Orchids come from a very large and diverse family of plants. As a testament to the natural beauty and popularity of these plants, there are hundreds of thousands of hybrid varieties, as well.
Orchids need lots of bright indirect light to thrive. Since they can be found high up in trees when growing in nature, they are used to receiving plenty of light. It's important to make sure the light your Orchid houseplant receives is indirect, since direct light can be damaging.
Over-watering is a problem for all plants, but Orchids are particularly sensitive to too much water. These houseplants are somewhat drought tolerant. When watering, make sure to let the water drain through, but let the soil completely dry out before watering again.
Warm and consistent temperatures will keep your Orchid happy and thriving. As tropical plants, they like to stay warm. Temperature fluctuations can be a problem, so avoid placing your Orchid near heating or cooling vents, exterior doors, and any other areas that may experience drastic changes in temperature.
Orchids also like breezy conditions from time to time. This relates back to how they grow in nature, since high up in the tree canopy can be a windy location. Houseplant Orchids can benefit from a fan on a very low setting and placed several feet away from the plant, creating a gentle breeze.
While Orchids don't like a lot of water, they absolutely love lots of humidity. Orchids thrive in areas with high humidity. You can help re-create the dampness these houseplants crave with a humidifier or a pebble tray with water.

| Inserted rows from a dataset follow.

//! HTTP client for the backend verification service.

use async_trait::async_trait;
use legit_types::ProductId;
use reqwest::{Response, Url};
use serde::de::DeserializeOwned;
use std::time::Duration;

use crate::error::{BackendError, TransportError};
use crate::transport::{LedgerBackend, LookupReply};
use crate::wire::{
    error_detail, OperationReceipt, RegisterProductRequest, TransferOwnershipRequest,
    WelcomeResponse,
};

/// Default connection timeout.
const DEFAULT_CONNECT_TIMEOUT: Duration = Duration::from_secs(5);

/// Client for the Project Legit backend.
///
/// Sends `GET /get_product_details/{product_id}` for lookups. There is no
/// overall request timeout unless one is configured; lookups wait for the
/// backend to answer.
#[derive(Clone)]
pub struct HttpBackend {
    /// HTTP client (reusable connection pool).
    http_client: reqwest::Client,
    base_url: Url,
}

impl HttpBackend {
    /// Create a client for the backend at `base_url` (e.g. `http://localhost:8000`).
    pub fn new(base_url: &str) -> Result<Self, BackendError> {
        Self::with_timeout(base_url, None)
    }

    /// Create a client with an optional overall request timeout.
    pub fn with_timeout(base_url: &str, timeout: Option<Duration>) -> Result<Self, BackendError> {
        let base_url = parse_base_url(base_url)?;
        let mut builder = reqwest::Client::builder().connect_timeout(DEFAULT_CONNECT_TIMEOUT);
        if let Some(timeout) = timeout {
            builder = builder.timeout(timeout);
        }
        let http_client = builder
            .build()
            .map_err(|e| BackendError::Client(e.to_string()))?;
        Ok(Self {
            http_client,
            base_url,
        })
    }

    /// The configured backend URL.
    pub fn base_url(&self) -> &Url {
        &self.base_url
    }

    /// URL of the lookup endpoint for `product_id`.
    ///
    /// The id becomes one path segment; characters that would break out of
    /// the segment (`/`, `?`, `#`, spaces) are percent-encoded.
    pub fn lookup_url(&self, product_id: &ProductId) -> Url {
        self.endpoint(&["get_product_details", product_id.as_str()])
    }

    fn endpoint(&self, segments: &[&str]) -> Url {
        let mut url = self.base_url.clone();
        if segments.is_empty() {
            return url;
        }
        // parse_base_url rejected cannot-be-a-base URLs, so this always succeeds.
        if let Ok(mut path) = url.path_segments_mut() {
            path.pop_if_empty().extend(segments);
        }
        url
    }

    async fn post_json<B, T>(&self, segment: &str, body: &B) -> Result<T, BackendError>
    where
        B: serde::Serialize + Sync,
        T: DeserializeOwned,
    {
        let url = self.endpoint(&[segment]);
        tracing::debug!(%url, "POST");
        let response = self
            .http_client
            .post(url)
            .json(body)
            .send()
            .await
            .map_err(TransportError::from)?;
        decode(response).await
    }
}

#[async_trait]
impl LedgerBackend for HttpBackend {
    fn name(&self) -> &str {
        "http"
    }

    async fn fetch_product_details(
        &self,
        product_id: &ProductId,
    ) -> Result<LookupReply, TransportError> {
        let url = self.lookup_url(product_id);
        tracing::debug!(%url, "GET");

        let response = self.http_client.get(url).send().await?;
        let status = response.status();
        // Only a 2xx body is ever parsed; a failed status is classified on the code alone.
        let body = if status.is_success() {
            response.text().await?
        } else {
            response.text().await.unwrap_or_default()
        };
        Ok(LookupReply {
            status: status.as_u16(),
            body,
        })
    }

    async fn register_product(
        &self,
        request: &RegisterProductRequest,
    ) -> Result<OperationReceipt, BackendError> {
        self.post_json("register_product", request).await
    }

    async fn transfer_ownership(
        &self,
        request: &TransferOwnershipRequest,
    ) -> Result<OperationReceipt, BackendError> {
        self.post_json("transfer_ownership", request).await
    }

    async fn ping(&self) -> Result<String, BackendError> {
        let url = self.endpoint(&[]);
        let response = self
            .http_client
            .get(url)
            .send()
            .await
            .map_err(TransportError::from)?;
        let welcome: WelcomeResponse = decode(response).await?;
        Ok(welcome.message)
    }
}

fn parse_base_url(raw: &str) -> Result<Url, BackendError> {
    let url = Url::parse(raw).map_err(|e| BackendError::InvalidBaseUrl {
        url: raw.to_string(),
        reason: e.to_string(),
    })?;
    if url.cannot_be_a_base() || !matches!(url.scheme(), "http" | "https") {
        return Err(BackendError::InvalidBaseUrl {
            url: raw.to_string(),
            reason: "expected an http(s) base URL".to_string(),
        });
    }
    Ok(url)
}

/// Turn a reply into `T`, or into [`BackendError::Rejected`] for non-2xx.
async fn decode<T: DeserializeOwned>(response: Response) -> Result<T, BackendError> {
    let status = response.status();
    let body = response.text().await.map_err(TransportError::from)?;

    if !status.is_success() {
        return Err(BackendError::Rejected {
            status: status.as_u16(),
            detail: error_detail(&body),
        });
    }

    serde_json::from_str(&body).map_err(|e| {
        BackendError::InvalidResponse(format!("failed to parse backend response: {e}"))
    })
}
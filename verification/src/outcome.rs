//! Classified results of a verification attempt.

use legit_types::ProductDetails;
use serde::{Deserialize, Serialize};
use std::fmt;

use crate::state::BadgeState;

/// The classified result of one verification attempt.
#[derive(Clone, Debug, PartialEq, Eq, Serialize, Deserialize)]
#[serde(tag = "outcome", rename_all = "snake_case")]
pub enum VerificationOutcome {
    /// The product is registered on the ledger.
    Legit(ProductDetails),
    /// The lookup did not confirm the product.
    NotFoundOrSuspicious { reason: SuspicionReason },
    /// The identifier was blank; no lookup was made.
    InvalidInput,
}

/// Why a lookup failed to confirm a product.
#[derive(Clone, Copy, Debug, PartialEq, Eq, Hash, Serialize, Deserialize)]
#[serde(rename_all = "snake_case")]
pub enum SuspicionReason {
    /// The backend answered 404.
    NotFound,
    /// The backend answered with any other non-2xx status.
    ServerError,
    /// The request never completed.
    NetworkError,
    /// The backend answered 2xx with a body that is not a product record.
    MalformedResponse,
}

impl SuspicionReason {
    pub fn as_str(&self) -> &'static str {
        match self {
            Self::NotFound => "not_found",
            Self::ServerError => "server_error",
            Self::NetworkError => "network_error",
            Self::MalformedResponse => "malformed_response",
        }
    }

    /// Whether the user sees this failure. Silent failures are only logged
    /// and leave the slot on its loading message.
    pub fn is_user_visible(&self) -> bool {
        matches!(self, Self::NotFound | Self::ServerError)
    }
}

impl fmt::Display for SuspicionReason {
    fn fmt(&self, f: &mut fmt::Formatter<'_>) -> fmt::Result {
        f.write_str(self.as_str())
    }
}

/// Alert severity, mirroring the page's `alert-*` classes.
#[derive(Clone, Copy, Debug, PartialEq, Eq, Hash, Serialize, Deserialize)]
#[serde(rename_all = "lowercase")]
pub enum Severity {
    Info,
    Warning,
    Success,
    Danger,
}

impl Severity {
    pub fn as_str(&self) -> &'static str {
        match self {
            Self::Info => "info",
            Self::Warning => "warning",
            Self::Success => "success",
            Self::Danger => "danger",
        }
    }
}

impl fmt::Display for Severity {
    fn fmt(&self, f: &mut fmt::Formatter<'_>) -> fmt::Result {
        f.write_str(self.as_str())
    }
}

impl VerificationOutcome {
    pub fn not_found() -> Self {
        Self::NotFoundOrSuspicious {
            reason: SuspicionReason::NotFound,
        }
    }

    pub fn server_error() -> Self {
        Self::NotFoundOrSuspicious {
            reason: SuspicionReason::ServerError,
        }
    }

    pub fn network_error() -> Self {
        Self::NotFoundOrSuspicious {
            reason: SuspicionReason::NetworkError,
        }
    }

    pub fn is_legit(&self) -> bool {
        matches!(self, Self::Legit(_))
    }

    /// The failure reason, if this is a failed lookup.
    pub fn reason(&self) -> Option<SuspicionReason> {
        match self {
            Self::NotFoundOrSuspicious { reason } => Some(*reason),
            _ => None,
        }
    }

    /// Severity of the terminal alert, or `None` when nothing is rendered.
    pub fn severity(&self) -> Option<Severity> {
        match self {
            Self::Legit(_) => Some(Severity::Success),
            Self::InvalidInput => Some(Severity::Warning),
            Self::NotFoundOrSuspicious { reason } if reason.is_user_visible() => {
                Some(Severity::Danger)
            }
            Self::NotFoundOrSuspicious { .. } => None,
        }
    }

    /// The badge this outcome writes, or `None` to leave the badge alone.
    pub fn badge(&self) -> Option<BadgeState> {
        match self {
            Self::Legit(_) => Some(BadgeState::LegitVerified),
            Self::NotFoundOrSuspicious { reason } if reason.is_user_visible() => {
                Some(BadgeState::Suspicious)
            }
            _ => None,
        }
    }
}
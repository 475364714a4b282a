use proptest::prelude::*;

use legit_types::{ProductId, Timestamp, TypesError};

proptest! {
    /// ProductId::parse succeeds exactly when the trimmed input is non-empty.
    #[test]
    fn product_id_parse_matches_trim(raw in "\\PC{0,24}") {
        let result = ProductId::parse(&raw);
        if raw.trim().is_empty() {
            prop_assert_eq!(result, Err(TypesError::EmptyProductId));
        } else {
            let id = result.unwrap();
            prop_assert_eq!(id.as_str(), raw.trim());
        }
    }

    /// Whitespace-only input never yields an id.
    #[test]
    fn whitespace_only_is_rejected(raw in "[ \\t\\r\\n]{0,16}") {
        prop_assert!(ProductId::parse(&raw).is_err());
    }

    /// Surrounding whitespace does not change the parsed id.
    #[test]
    fn padding_is_ignored(core in "[A-Z0-9-]{1,20}", left in " {0,4}", right in " {0,4}") {
        let padded = format!("{left}{core}{right}");
        prop_assert_eq!(ProductId::parse(&padded).unwrap(), ProductId::parse(&core).unwrap());
    }

    /// Timestamp ordering: new(a) <= new(b) iff a <= b.
    #[test]
    fn timestamp_ordering(a in 0u64..u64::MAX, b in 0u64..u64::MAX) {
        let ta = Timestamp::new(a);
        let tb = Timestamp::new(b);
        prop_assert_eq!(ta <= tb, a <= b);
        prop_assert_eq!(ta == tb, a == b);
    }
}
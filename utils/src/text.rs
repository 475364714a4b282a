//! Text shortening for long ledger addresses.

/// Shorten `s` to its first `head` and last `tail` characters joined by `...`.
///
/// Strings no longer than `head + tail` characters are returned untouched.
/// Counts characters, not bytes, so multi-byte input never splits.
pub fn truncate_middle(s: &str, head: usize, tail: usize) -> String {
    let count = s.chars().count();
    if count <= head + tail {
        return s.to_string();
    }
    let start: String = s.chars().take(head).collect();
    let end: String = s.chars().skip(count - tail).collect();
    format!("{start}...{end}")
}

#[cfg(test)]
mod tests {
    use super::*;
    use proptest::prelude::*;

    #[test]
    fn shortens_stellar_address() {
        assert_eq!(
            truncate_middle("GABCDEFGHIJKLMNOPQRSTUVWX", 10, 5),
            "GABCDEFGHI...TUVWX"
        );
    }

    #[test]
    fn short_strings_pass_through() {
        assert_eq!(truncate_middle("GXYZ", 10, 5), "GXYZ");
        assert_eq!(truncate_middle("GXYZ1234567890A", 10, 5), "GXYZ1234567890A");
    }

    #[test]
    fn multibyte_input_is_not_split() {
        assert_eq!(truncate_middle("ääääääääääääääääää", 2, 2), "ää...ää");
    }

    proptest! {
        #[test]
        fn long_input_keeps_head_and_tail(s in "[A-Z0-9]{16,64}") {
            let out = truncate_middle(&s, 10, 5);
            prop_assert!(out.starts_with(&s[..10]));
            prop_assert!(out.ends_with(&s[s.len() - 5..]));
            prop_assert_eq!(out.len(), 18);
        }
    }
}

Fertilize or feed your Orchid to help the plant continue to bloom. Orchids only bloom when they are in good health, and that means they must receive proper nutrition. A diluted complete liquid fertilizer, a slow-release fertilizer, or a fish/seaweed emulsion can all provide your Orchid with a balanced diet.
- Remove spent flowers by trimming the stalk or flower spike near the base. Most varieties of Orchid will not bloom again from the same stalk, so it can be removed. This allows the plant to focus its energy into pushing out new growth and gearing up for the next round of flowers.
- Wait until your Orchid is done blooming before repotting. Repotting can be stressful for plants, and repotting while the plant is in bloom may cause the flowers to drop.
- Providing the right conditions not only helps your Orchid grow and thrive, it also helps the flowers last longer. Most Orchids bloom once a year, while some varieties may bloom several times. Flowers usually last for about 2 months, but maintaining a warm and slightly humid environment can allow the flowers to last for several more weeks.